## Provided entries:

○ ○ ○ ○ ○

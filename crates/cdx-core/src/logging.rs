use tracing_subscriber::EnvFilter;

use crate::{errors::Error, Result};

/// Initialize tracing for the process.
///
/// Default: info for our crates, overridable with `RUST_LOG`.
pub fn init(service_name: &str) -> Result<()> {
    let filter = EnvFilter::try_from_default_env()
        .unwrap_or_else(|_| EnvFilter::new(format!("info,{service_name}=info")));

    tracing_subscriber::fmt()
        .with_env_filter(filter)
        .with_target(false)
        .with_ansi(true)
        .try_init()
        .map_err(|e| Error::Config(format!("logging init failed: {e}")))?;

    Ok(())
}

○ ○ ○ ○ ○

## Your task:
Write the listing out again, exactly as it reads.

## Response:
filename crates/cdx-core/src/logging.rs
use tracing_subscriber::EnvFilter;

use crate::{errors::Error, Result};

/// Initialize tracing for the process.
///
/// Default: info for our crates, overridable with `RUST_LOG`.
pub fn init(service_name: &str) -> Result<()> {
    let filter = EnvFilter::try_from_default_env()
        .unwrap_or_else(|_| EnvFilter::new(format!("info,{service_name}=info")));

    tracing_subscriber::fmt()
        .with_env_filter(filter)
        .with_target(false)
        .with_ansi(true)
        .try_init()
        .map_err(|e| Error::Config(format!("logging init failed: {e}")))?;

    Ok(())
}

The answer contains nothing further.